■ **PROMPT**: What you return must be an exact copy of the lines in the listing below between the line holding "if ratio > 1.5" and the line holding "let start_mid = dx.start_mid.hypot(dy.start_mid);", inclusive, and nothing more.
(DATASET CONTENT Opens)
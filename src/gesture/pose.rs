use super::finger::{Finger, FingerCurl, FingerDirection};
use crate::types::HandLandmarks;

#[derive(Clone, Debug)]
pub struct PoseEstimatorOptions {
    /// Joint angle (degrees) above which a finger counts as half curled.
    pub half_curl_start_limit: f32,
    /// Joint angle (degrees) above which a finger counts as straight.
    pub no_curl_start_limit: f32,
    pub distance_vote_power: f32,
    pub single_angle_vote_power: f32,
    pub total_angle_vote_power: f32,
}

impl Default for PoseEstimatorOptions {
    fn default() -> Self {
        Self {
            half_curl_start_limit: 60.0,
            no_curl_start_limit: 130.0,
            distance_vote_power: 1.1,
            single_angle_vote_power: 0.9,
            total_angle_vote_power: 1.6,
        }
    }
}

/// Curl and pointing direction of every finger, indexed by `Finger::index`.
#[derive(Clone, Copy, Debug, PartialEq, Eq)]
pub struct FingerPose {
    pub curls: [FingerCurl; 5],
    pub directions: [FingerDirection; 5],
}

impl FingerPose {
    pub fn curl(&self, finger: Finger) -> FingerCurl {
        self.curls[finger.index()]
    }

    pub fn direction(&self, finger: Finger) -> FingerDirection {
        self.directions[finger.index()]
    }
}

#[derive(Clone, Debug, Default)]
pub struct FingerPoseEstimator {
    options: PoseEstimatorOptions,
}

impl FingerPoseEstimator {
    pub fn new(options: PoseEstimatorOptions) -> Self {
        Self { options }
    }

    pub fn estimate(&self, landmarks: &HandLandmarks) -> FingerPose {
        let mut curls = [FingerCurl::NoCurl; 5];
        let mut directions = [FingerDirection::VerticalUp; 5];

        for finger in Finger::ALL {
            let segments = finger.segments();
            // The thumb's first bone (wrist to CMC) says little about its pose.
            let offset = if finger == Finger::Thumb { 1 } else { 0 };

            let start = landmarks[segments[offset].0];
            let mid = landmarks[segments[offset + 1].1];
            let end = landmarks[segments[3].1];

            let slopes: Vec<f32> = segments[offset..]
                .iter()
                .map(|&(a, b)| slope_xy(landmarks[a], landmarks[b]))
                .collect();

            curls[finger.index()] = self.estimate_curl(start, mid, end);
            directions[finger.index()] = self.estimate_direction(start, mid, end, &slopes);
        }

        FingerPose { curls, directions }
    }

    fn estimate_curl(&self, start: [f32; 3], mid: [f32; 3], end: [f32; 3]) -> FingerCurl {
        let start_mid = distance3(start, mid);
        let start_end = distance3(start, end);
        let mid_end = distance3(mid, end);

        let denom = 2.0 * mid_end * start_mid;
        let cos_in = if denom > f32::EPSILON {
            ((mid_end * mid_end + start_mid * start_mid - start_end * start_end) / denom)
                .clamp(-1.0, 1.0)
        } else {
            1.0
        };
        let angle = cos_in.acos().to_degrees();

        if angle > self.options.no_curl_start_limit {
            FingerCurl::NoCurl
        } else if angle > self.options.half_curl_start_limit {
            FingerCurl::HalfCurl
        } else {
            FingerCurl::FullCurl
        }
    }

    fn estimate_direction(
        &self,
        start: [f32; 3],
        mid: [f32; 3],
        end: [f32; 3],
        slopes: &[f32],
    ) -> FingerDirection {
        let dx = Deltas::new(start[0], mid[0], end[0]);
        let dy = Deltas::new(start[1], mid[1], end[1]);

        let mut votes = Votes::default();

        let ratio = dy.max_abs() / (dx.max_abs() + 1e-5);
        if ratio > 1.5 {
            votes.vertical += self.options.distance_vote_power;
        } else if ratio > 0.66 {
            votes.diagonal += self.options.distance_vote_power;
        } else {
            votes.horizontal += self.options.distance_vote_power;
        }

        // Overall angle over the longest of the three spans.
        let start_mid = dx.start_mid.hypot(dy.start_mid);
        let start_end = dx.start_end.hypot(dy.start_end);
        let mid_end = dx.mid_end.hypot(dy.mid_end);
        let (from, to) = if start_mid >= start_end && start_mid >= mid_end {
            (start, mid)
        } else if mid_end >= start_end {
            (mid, end)
        } else {
            (start, end)
        };
        votes.add_angle(slope_xy(from, to), self.options.total_angle_vote_power);

        for &slope in slopes {
            votes.add_angle(slope, self.options.single_angle_vote_power);
        }

        let best = votes.vertical.max(votes.diagonal).max(votes.horizontal);
        if votes.vertical == best {
            vertical_direction(&dy)
        } else if votes.horizontal == best {
            horizontal_direction(&dx)
        } else {
            diagonal_direction(&dx, &dy)
        }
    }
}

#[derive(Default)]
struct Votes {
    vertical: f32,
    diagonal: f32,
    horizontal: f32,
}

impl Votes {
    fn add_angle(&mut self, angle: f32, weight: f32) {
        if (75.0..=105.0).contains(&angle) {
            self.vertical += weight;
        } else if (25.0..=155.0).contains(&angle) {
            self.diagonal += weight;
        } else {
            self.horizontal += weight;
        }
    }
}

/// Signed offsets along one axis between the start, mid and end joints.
struct Deltas {
    start_mid: f32,
    start_end: f32,
    mid_end: f32,
}

impl Deltas {
    fn new(start: f32, mid: f32, end: f32) -> Self {
        Self {
            start_mid: start - mid,
            start_end: start - end,
            mid_end: mid - end,
        }
    }

    fn max_abs(&self) -> f32 {
        self.start_mid
            .abs()
            .max(self.start_end.abs())
            .max(self.mid_end.abs())
    }

    /// The delta with the largest magnitude, preferring start-mid, then mid-end.
    fn dominant(&self) -> f32 {
        let max = self.max_abs();
        if max == self.start_mid.abs() {
            self.start_mid
        } else if max == self.mid_end.abs() {
            self.mid_end
        } else {
            self.start_end
        }
    }
}

// Image y grows downwards, so a positive start-minus-end offset points up.
fn vertical_direction(dy: &Deltas) -> FingerDirection {
    if dy.dominant() < 0.0 {
        FingerDirection::VerticalDown
    } else {
        FingerDirection::VerticalUp
    }
}

fn horizontal_direction(dx: &Deltas) -> FingerDirection {
    if dx.dominant() < 0.0 {
        FingerDirection::HorizontalLeft
    } else {
        FingerDirection::HorizontalRight
    }
}

fn diagonal_direction(dx: &Deltas, dy: &Deltas) -> FingerDirection {
    let up = vertical_direction(dy) == FingerDirection::VerticalUp;
    let left = horizontal_direction(dx) == FingerDirection::HorizontalLeft;
    match (up, left) {
        (true, true) => FingerDirection::DiagonalUpLeft,
        (true, false) => FingerDirection::DiagonalUpRight,
        (false, true) => FingerDirection::DiagonalDownLeft,
        (false, false) => FingerDirection::DiagonalDownRight,
    }
}

/// Unsigned angle of the segment in the x/y plane, in degrees within `[0, 180]`,
/// where 90 means vertical.
fn slope_xy(a: [f32; 3], b: [f32; 3]) -> f32 {
    let dx = a[0] - b[0];
    let dy = a[1] - b[1];
    if dx == 0.0 && dy == 0.0 {
        return 0.0;
    }
    let slope = (dy / dx).atan().to_degrees();
    if slope <= 0.0 { -slope } else { 180.0 - slope }
}

fn distance3(a: [f32; 3], b: [f32; 3]) -> f32 {
    ((a[0] - b[0]).powi(2) + (a[1] - b[1]).powi(2) + (a[2] - b[2]).powi(2)).sqrt()
}

#[cfg(test)]
pub(crate) mod tests {
    use super::*;

    const WRIST: [f32; 3] = [100.0, 300.0, 0.0];

    fn straight_finger(x: f32) -> [[f32; 3]; 4] {
        [
            [x, 220.0, 0.0],
            [x, 180.0, 0.0],
            [x, 150.0, 0.0],
            [x, 120.0, 0.0],
        ]
    }

    fn folded_finger(x: f32) -> [[f32; 3]; 4] {
        [
            [x, 220.0, 0.0],
            [x, 200.0, 0.0],
            [x + 2.0, 225.0, 0.0],
            [x + 4.0, 250.0, 0.0],
        ]
    }

    /// Builds a hand from a thumb and four finger chains (MCP, PIP, DIP, TIP).
    pub(crate) fn hand(thumb: [[f32; 3]; 4], fingers: [[[f32; 3]; 4]; 4]) -> HandLandmarks {
        let mut landmarks = [[0.0; 3]; 21];
        landmarks[0] = WRIST;
        landmarks[1..5].copy_from_slice(&thumb);
        for (i, chain) in fingers.iter().enumerate() {
            let base = 5 + i * 4;
            landmarks[base..base + 4].copy_from_slice(chain);
        }
        landmarks
    }

    pub(crate) fn open_palm() -> HandLandmarks {
        hand(
            [
                [80.0, 280.0, 0.0],
                [65.0, 250.0, 0.0],
                [55.0, 220.0, 0.0],
                [48.0, 190.0, 0.0],
            ],
            [
                straight_finger(70.0),
                straight_finger(95.0),
                straight_finger(118.0),
                straight_finger(140.0),
            ],
        )
    }

    #[test]
    fn open_palm_fingers_are_straight_and_point_up() {
        let pose = FingerPoseEstimator::default().estimate(&open_palm());

        for finger in Finger::ALL {
            assert_eq!(pose.curl(finger), FingerCurl::NoCurl, "{}", finger.name());
        }
        for finger in [Finger::Index, Finger::Middle, Finger::Ring, Finger::Pinky] {
            assert_eq!(
                pose.direction(finger),
                FingerDirection::VerticalUp,
                "{}",
                finger.name()
            );
        }
        assert_eq!(pose.direction(Finger::Thumb), FingerDirection::DiagonalUpRight);
    }

    #[test]
    fn folded_index_is_fully_curled() {
        let mut landmarks = open_palm();
        landmarks[5..9].copy_from_slice(&folded_finger(70.0));

        let pose = FingerPoseEstimator::default().estimate(&landmarks);
        assert_eq!(pose.curl(Finger::Index), FingerCurl::FullCurl);
        assert_eq!(pose.curl(Finger::Middle), FingerCurl::NoCurl);
    }

    #[test]
    fn finger_pointing_down_is_vertical_down() {
        let mut landmarks = open_palm();
        landmarks[0] = [100.0, 100.0, 0.0];
        landmarks[9..13].copy_from_slice(&[
            [95.0, 180.0, 0.0],
            [95.0, 220.0, 0.0],
            [95.0, 250.0, 0.0],
            [95.0, 280.0, 0.0],
        ]);

        let pose = FingerPoseEstimator::default().estimate(&landmarks);
        assert_eq!(pose.direction(Finger::Middle), FingerDirection::VerticalDown);
    }

    #[test]
    fn slope_is_ninety_degrees_for_vertical_segments() {
        assert!((slope_xy([10.0, 10.0, 0.0], [10.0, 0.0, 0.0]) - 90.0).abs() < 1e-3);
        assert!(slope_xy([0.0, 5.0, 0.0], [10.0, 5.0, 0.0]).abs() < 1e-3);
        assert!((slope_xy([0.0, 0.0, 0.0], [10.0, 10.0, 0.0]) - 135.0).abs() < 1e-3);
    }
}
(DATASET CONTENT Closes)
■ **RESULT FOR THIS TASK**:
        if ratio > 1.5 {
            votes.vertical += self.options.distance_vote_power;
        } else if ratio > 0.66 {
            votes.diagonal += self.options.distance_vote_power;
        } else {
            votes.horizontal += self.options.distance_vote_power;
        }

        // Overall angle over the longest of the three spans.
        let start_mid = dx.start_mid.hypot(dy.start_mid);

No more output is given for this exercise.